▶ **RECORDS FOR THE EXERCISE**:
[Start of section]

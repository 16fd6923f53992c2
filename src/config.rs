use std::env;
use std::path::PathBuf;

#[derive(Debug, Clone)]
pub struct Config {
    pub server_host: String,
    pub server_port: u16,
    pub output_dir: PathBuf,
    pub max_upload_bytes: usize,
}

impl Config {
    pub fn from_env() -> Result<Self, env::VarError> {
        Ok(Config {
            server_host: env::var("SERVER_HOST").unwrap_or_else(|_| "0.0.0.0".to_string()),
            server_port: env::var("SERVER_PORT")
                .unwrap_or_else(|_| "8008".to_string())
                .parse()
                .unwrap_or(8008),
            output_dir: env::var("OUTPUT_DIR")
                .map(PathBuf::from)
                .unwrap_or_else(|_| PathBuf::from(".")),
            max_upload_bytes: env::var("MAX_UPLOAD_BYTES")
                .unwrap_or_else(|_| (10 << 20).to_string())
                .parse()
                .unwrap_or(10 << 20),
        })
    }

    pub fn server_addr(&self) -> String {
        format!("{}:{}", self.server_host, self.server_port)
    }
}
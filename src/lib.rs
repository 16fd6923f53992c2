pub mod api;
pub mod app;
pub mod config;
pub mod document;
pub mod record;
pub mod report;
pub mod report_error;
pub mod scanner;
pub mod series;
pub mod template;
pub mod writer;

pub use report::{MeterReport, ReportOptions, RunSummary};
pub use report_error::ReportError;
use crate::document::{BodyEntry, DailyDocument, DailyHeader};

const HEAD: &str = include_str!("../templates/daily_xml/head.xml");
const BODY: &str = include_str!("../templates/daily_xml/body.xml");
const TAIL: &str = include_str!("../templates/daily_xml/tail.xml");

/// Three-part skeleton of a daily 80020 XML document.
///
/// The head is filled once from the header, the body once per hourly
/// entry, and the tail is written verbatim. Placeholders use the
/// `{{name}}` form; values are XML-escaped on substitution.
#[derive(Debug, Clone)]
pub struct DailyTemplate {
    head: String,
    body: String,
    tail: String,
}

impl Default for DailyTemplate {
    fn default() -> Self {
        Self::new(HEAD, BODY, TAIL)
    }
}

impl DailyTemplate {
    pub fn new(head: impl Into<String>, body: impl Into<String>, tail: impl Into<String>) -> Self {
        Self {
            head: head.into(),
            body: body.into(),
            tail: tail.into(),
        }
    }

    pub fn render(&self, document: &DailyDocument) -> String {
        let mut out = self.render_head(&document.header);
        for entry in &document.entries {
            out.push_str(&self.render_entry(entry));
        }
        out.push_str(&self.tail);
        out
    }

    fn render_head(&self, header: &DailyHeader) -> String {
        substitute(
            &self.head,
            &[
                ("day", header.day.as_str()),
                ("month", header.month.as_str()),
                ("year", header.year.as_str()),
                ("contract", header.contract.as_str()),
                ("company_name", header.company_name.as_str()),
                ("meter", header.meter.as_str()),
            ],
        )
    }

    fn render_entry(&self, entry: &BodyEntry) -> String {
        substitute(
            &self.body,
            &[
                ("start_hour", entry.start_hour.as_str()),
                ("end_hour", entry.end_hour.as_str()),
                ("value", entry.value.as_str()),
            ],
        )
    }
}

/// Fill `{{name}}` placeholders in one pass over the skeleton. Substituted
/// values are never rescanned; unknown or unterminated placeholders are
/// copied through unchanged.
fn substitute(skeleton: &str, fields: &[(&str, &str)]) -> String {
    let mut out = String::with_capacity(skeleton.len());
    let mut rest = skeleton;

    while let Some(open) = rest.find("{{") {
        out.push_str(&rest[..open]);
        let after = &rest[open + 2..];
        let Some(close) = after.find("}}") else {
            out.push_str(&rest[open..]);
            return out;
        };

        let name = &after[..close];
        match fields.iter().find(|(field, _)| *field == name) {
            Some((_, value)) => out.push_str(&escape_xml(value)),
            None => out.push_str(&rest[open..open + 2 + close + 2]),
        }
        rest = &after[close + 2..];
    }

    out.push_str(rest);
    out
}

fn escape_xml(value: &str) -> String {
    let mut escaped = String::with_capacity(value.len());
    for c in value.chars() {
        match c {
            '&' => escaped.push_str("&amp;"),
            '<' => escaped.push_str("&lt;"),
            '>' => escaped.push_str("&gt;"),
            '"' => escaped.push_str("&quot;"),
            '\'' => escaped.push_str("&apos;"),
            _ => escaped.push(c),
        }
    }
    escaped
}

[End of section]

▶ **ACTIVITY**:
Write out every record, exactly as written.

▶ **YOUR RESPONSE**:
repository 16fd6923f53992c2
filename src/config.rs
use std::env;
use std::path::PathBuf;

#[derive(Debug, Clone)]
pub struct Config {
    pub server_host: String,
    pub server_port: u16,
    pub output_dir: PathBuf,
    pub max_upload_bytes: usize,
}

impl Config {
    pub fn from_env() -> Result<Self, env::VarError> {
        Ok(Config {
            server_host: env::var("SERVER_HOST").unwrap_or_else(|_| "0.0.0.0".to_string()),
            server_port: env::var("SERVER_PORT")
                .unwrap_or_else(|_| "8008".to_string())
                .parse()
                .unwrap_or(8008),
            output_dir: env::var("OUTPUT_DIR")
                .map(PathBuf::from)
                .unwrap_or_else(|_| PathBuf::from(".")),
            max_upload_bytes: env::var("MAX_UPLOAD_BYTES")
                .unwrap_or_else(|_| (10 << 20).to_string())
                .parse()
                .unwrap_or(10 << 20),
        })
    }

    pub fn server_addr(&self) -> String {
        format!("{}:{}", self.server_host, self.server_port)
    }
}
filename src/lib.rs
repository 16fd6923f53992c2
pub mod api;
pub mod app;
pub mod config;
pub mod document;
pub mod record;
pub mod report;
pub mod report_error;
pub mod scanner;
pub mod series;
pub mod template;
pub mod writer;

pub use report::{MeterReport, ReportOptions, RunSummary};
pub use report_error::ReportError;
use crate::document::{BodyEntry, DailyDocument, DailyHeader};

const HEAD: &str = include_str!("../templates/daily_xml/head.xml");
const BODY: &str = include_str!("../templates/daily_xml/body.xml");
const TAIL: &str = include_str!("../templates/daily_xml/tail.xml");

/// Three-part skeleton of a daily 80020 XML document.
///
/// The head is filled once from the header, the body once per hourly
/// entry, and the tail is written verbatim. Placeholders use the
/// `{{name}}` form; values are XML-escaped on substitution.
#[derive(Debug, Clone)]
pub struct DailyTemplate {
    head: String,
    body: String,
    tail: String,
}

impl Default for DailyTemplate {
    fn default() -> Self {
        Self::new(HEAD, BODY, TAIL)
    }
}

impl DailyTemplate {
    pub fn new(head: impl Into<String>, body: impl Into<String>, tail: impl Into<String>) -> Self {
        Self {
            head: head.into(),
            body: body.into(),
            tail: tail.into(),
        }
    }

    pub fn render(&self, document: &DailyDocument) -> String {
        let mut out = self.render_head(&document.header);
        for entry in &document.entries {
            out.push_str(&self.render_entry(entry));
        }
        out.push_str(&self.tail);
        out
    }

    fn render_head(&self, header: &DailyHeader) -> String {
        substitute(
            &self.head,
            &[
                ("day", header.day.as_str()),
                ("month", header.month.as_str()),
                ("year", header.year.as_str()),
                ("contract", header.contract.as_str()),
                ("company_name", header.company_name.as_str()),
                ("meter", header.meter.as_str()),
            ],
        )
    }

    fn render_entry(&self, entry: &BodyEntry) -> String {
        substitute(
            &self.body,
            &[
                ("start_hour", entry.start_hour.as_str()),
                ("end_hour", entry.end_hour.as_str()),
                ("value", entry.value.as_str()),
            ],
        )
    }
}

/// Fill `{{name}}` placeholders in one pass over the skeleton. Substituted
/// values are never rescanned; unknown or unterminated placeholders are
/// copied through unchanged.
fn substitute(skeleton: &str, fields: &[(&str, &str)]) -> String {
    let mut out = String::with_capacity(skeleton.len());
    let mut rest = skeleton;

    while let Some(open) = rest.find("{{") {
        out.push_str(&rest[..open]);
        let after = &rest[open + 2..];
        let Some(close) = after.find("}}") else {
            out.push_str(&rest[open..]);
            return out;
        };

        let name = &after[..close];
        match fields.iter().find(|(field, _)| *field == name) {
            Some((_, value)) => out.push_str(&escape_xml(value)),
            None => out.push_str(&rest[open..open + 2 + close + 2]),
        }
        rest = &after[close + 2..];
    }

    out.push_str(rest);
    out
}

fn escape_xml(value: &str) -> String {
    let mut escaped = String::with_capacity(value.len());
    for c in value.chars() {
        match c {
            '&' => escaped.push_str("&amp;"),
            '<' => escaped.push_str("&lt;"),
            '>' => escaped.push_str("&gt;"),
            '"' => escaped.push_str("&quot;"),
            '\'' => escaped.push_str("&apos;"),
            _ => escaped.push(c),
        }
    }
    escaped
}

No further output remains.